Javier Baez, 2B/3B/SS, Cubs
Now in the midst of a second straight memorable season (.323 average, 11 homers), Baez has cemented his status as a top-20 player who can bring in a massive trade return. And I may be in the minority, but I still have concerns about someone who has awful plate discipline (0.20 BB:K ratio) and has enjoyed great fortune (.402 BABIP) this year. Baez has also been running the bases less often this season (two steals), meaning that his fantasy value is more dependent on having good fortune with base knocks and homers.
Jeff McNeil, 2B/3B/OF, Mets
Although McNeil doesn’t have a lot of trade currency in 10-team leagues, he could fetch a decent return in deeper formats on the strength of his lofty .360 average that is aided by his strong contact skills but also heavily inflated by a .397 BABIP. With two homers and zero steals, he profiles as someone without the necessary power and speed to be more than a one-category asset at the best of times.
Brandon Lowe, 2B/OF, Rays
Lowe finds his way into this space for a second straight week, as the buzz continues to linger for a rookie who is having an impressive season (.288 average, eight homers, three steals). Major regression still looms for a youngster who has enjoyed a .405 BABIP and a 26.7 percent HR/FB rate while showing the type of plate discipline (0.20 BB:K ratio) that could eventually leave him vulnerable to crafty hurlers.

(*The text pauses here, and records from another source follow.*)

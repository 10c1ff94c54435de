//! Encrypted credential storage using SQLite.
//!
//! The store only ever sees ciphertext: encryption happens in the vault before
//! a record is saved.

use super::{CredentialRecord, CredentialStore, EncryptedSecret, Metadata};
use crate::error::{CloudError, Result};
use chrono::{DateTime, Utc};
use rusqlite::{params, Connection, OptionalExtension};
use std::path::Path;
use std::sync::{Mutex, MutexGuard};
use uuid::Uuid;

/// SQLite-backed [`CredentialStore`].
///
/// # Schema
/// ```sql
/// CREATE TABLE credentials (
///     id TEXT PRIMARY KEY,
///     owner_id TEXT NOT NULL,
///     provider TEXT NOT NULL,
///     access_token TEXT NOT NULL,       -- base64 ciphertext
///     access_token_iv TEXT NOT NULL,
///     access_token_tag TEXT NOT NULL,
///     refresh_token TEXT,               -- base64 ciphertext (optional)
///     refresh_token_iv TEXT,
///     refresh_token_tag TEXT,
///     metadata TEXT NOT NULL,           -- JSON object
///     created_at TEXT NOT NULL,         -- RFC 3339
///     updated_at TEXT NOT NULL,         -- RFC 3339
///     UNIQUE(owner_id, provider)
/// );
/// ```
///
/// # Thread Safety
/// The connection is wrapped in a `Mutex`; SQLite provides ACID upserts.
pub struct SqliteCredentialStore {
    conn: Mutex<Connection>,
}

impl SqliteCredentialStore {
    /// Creates or opens a credential store. `":memory:"` gives a private
    /// in-memory database.
    pub fn open<P: AsRef<Path>>(db_path: P) -> Result<Self> {
        let conn = Connection::open(db_path)?;

        conn.execute(
            r#"
            CREATE TABLE IF NOT EXISTS credentials (
                id TEXT PRIMARY KEY,
                owner_id TEXT NOT NULL,
                provider TEXT NOT NULL,
                access_token TEXT NOT NULL,
                access_token_iv TEXT NOT NULL,
                access_token_tag TEXT NOT NULL,
                refresh_token TEXT,
                refresh_token_iv TEXT,
                refresh_token_tag TEXT,
                metadata TEXT NOT NULL,
                created_at TEXT NOT NULL,
                updated_at TEXT NOT NULL,
                UNIQUE(owner_id, provider)
            )
            "#,
            [],
        )?;

        Ok(Self {
            conn: Mutex::new(conn),
        })
    }

    fn lock(&self) -> Result<MutexGuard<'_, Connection>> {
        self.conn
            .lock()
            .map_err(|_| CloudError::Storage("credential store lock poisoned".into()))
    }
}

fn parse_timestamp(value: &str) -> Result<DateTime<Utc>> {
    DateTime::parse_from_rfc3339(value)
        .map(|dt| dt.with_timezone(&Utc))
        .map_err(|e| CloudError::Storage(format!("invalid timestamp '{}': {}", value, e)))
}

impl CredentialStore for SqliteCredentialStore {
    fn get(&self, owner_id: &str, provider_name: &str) -> Result<Option<CredentialRecord>> {
        let conn = self.lock()?;
        let row = conn
            .query_row(
                r#"
                SELECT id, access_token, access_token_iv, access_token_tag,
                       refresh_token, refresh_token_iv, refresh_token_tag,
                       metadata, created_at, updated_at
                FROM credentials
                WHERE owner_id = ?1 AND provider = ?2
                "#,
                params![owner_id, provider_name],
                |row| {
                    Ok((
                        row.get::<_, String>(0)?,
                        row.get::<_, String>(1)?,
                        row.get::<_, String>(2)?,
                        row.get::<_, String>(3)?,
                        row.get::<_, Option<String>>(4)?,
                        row.get::<_, Option<String>>(5)?,
                        row.get::<_, Option<String>>(6)?,
                        row.get::<_, String>(7)?,
                        row.get::<_, String>(8)?,
                        row.get::<_, String>(9)?,
                    ))
                },
            )
            .optional()?;

        let Some((id, at, at_iv, at_tag, rt, rt_iv, rt_tag, metadata, created, updated)) = row
        else {
            return Ok(None);
        };

        let encrypted_refresh_token = match (rt, rt_iv, rt_tag) {
            (Some(ct), Some(iv), Some(tag)) => Some(EncryptedSecret::from_base64(&ct, &iv, &tag)?),
            _ => None,
        };
        let metadata: Metadata = serde_json::from_str(&metadata)
            .map_err(|e| CloudError::Storage(format!("invalid metadata: {}", e)))?;

        Ok(Some(CredentialRecord {
            id,
            owner_id: owner_id.to_string(),
            provider_name: provider_name.to_string(),
            encrypted_access_token: EncryptedSecret::from_base64(&at, &at_iv, &at_tag)?,
            encrypted_refresh_token,
            metadata,
            created_at: parse_timestamp(&created)?,
            updated_at: parse_timestamp(&updated)?,
        }))
    }

    fn save(
        &self,
        owner_id: &str,
        provider_name: &str,
        access_token: &EncryptedSecret,
        refresh_token: Option<&EncryptedSecret>,
        metadata: &Metadata,
    ) -> Result<()> {
        let (at, at_iv, at_tag) = access_token.to_base64();
        let (rt, rt_iv, rt_tag) = match refresh_token.map(EncryptedSecret::to_base64) {
            Some((ct, iv, tag)) => (Some(ct), Some(iv), Some(tag)),
            None => (None, None, None),
        };
        let metadata = serde_json::to_string(metadata)
            .map_err(|e| CloudError::Storage(format!("invalid metadata: {}", e)))?;
        let now = Utc::now().to_rfc3339();

        // Upsert keeps the original id and created_at.
        self.lock()?.execute(
            r#"
            INSERT INTO credentials (
                id, owner_id, provider,
                access_token, access_token_iv, access_token_tag,
                refresh_token, refresh_token_iv, refresh_token_tag,
                metadata, created_at, updated_at
            )
            VALUES (?1, ?2, ?3, ?4, ?5, ?6, ?7, ?8, ?9, ?10, ?11, ?12)
            ON CONFLICT(owner_id, provider) DO UPDATE SET
                access_token = excluded.access_token,
                access_token_iv = excluded.access_token_iv,
                access_token_tag = excluded.access_token_tag,
                refresh_token = excluded.refresh_token,
                refresh_token_iv = excluded.refresh_token_iv,
                refresh_token_tag = excluded.refresh_token_tag,
                metadata = excluded.metadata,
                updated_at = excluded.updated_at
            "#,
            params![
                Uuid::now_v7().to_string(),
                owner_id,
                provider_name,
                at,
                at_iv,
                at_tag,
                rt,
                rt_iv,
                rt_tag,
                metadata,
                now,
                now,
            ],
        )?;

        Ok(())
    }

    fn delete(&self, owner_id: &str, provider_name: &str) -> Result<bool> {
        let rows_affected = self.lock()?.execute(
            "DELETE FROM credentials WHERE owner_id = ?1 AND provider = ?2",
            params![owner_id, provider_name],
        )?;

        Ok(rows_affected > 0)
    }

    fn list_by_owner(&self, owner_id: &str) -> Result<Vec<String>> {
        let conn = self.lock()?;
        let mut stmt =
            conn.prepare("SELECT provider FROM credentials WHERE owner_id = ?1 ORDER BY provider")?;

        let providers = stmt
            .query_map(params![owner_id], |row| row.get(0))?
            .collect::<Result<Vec<String>, _>>()?;

        Ok(providers)
    }
}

Jake Arrieta, SP, Phillies
Regression has already started to take place for Arrieta, but there is still time to sell high on someone who owns a 3.78 ERA but a 4.77 FIP. With a lowly 2.2 K:BB ratio, the veteran simply does not dominate the strike zone well enough to be more than a spot starter in 10-team leagues. This is a good time to pick up value by talking to a team who is struggling in the pitching categories and selling the notion of Arrieta as a reliable innings eater.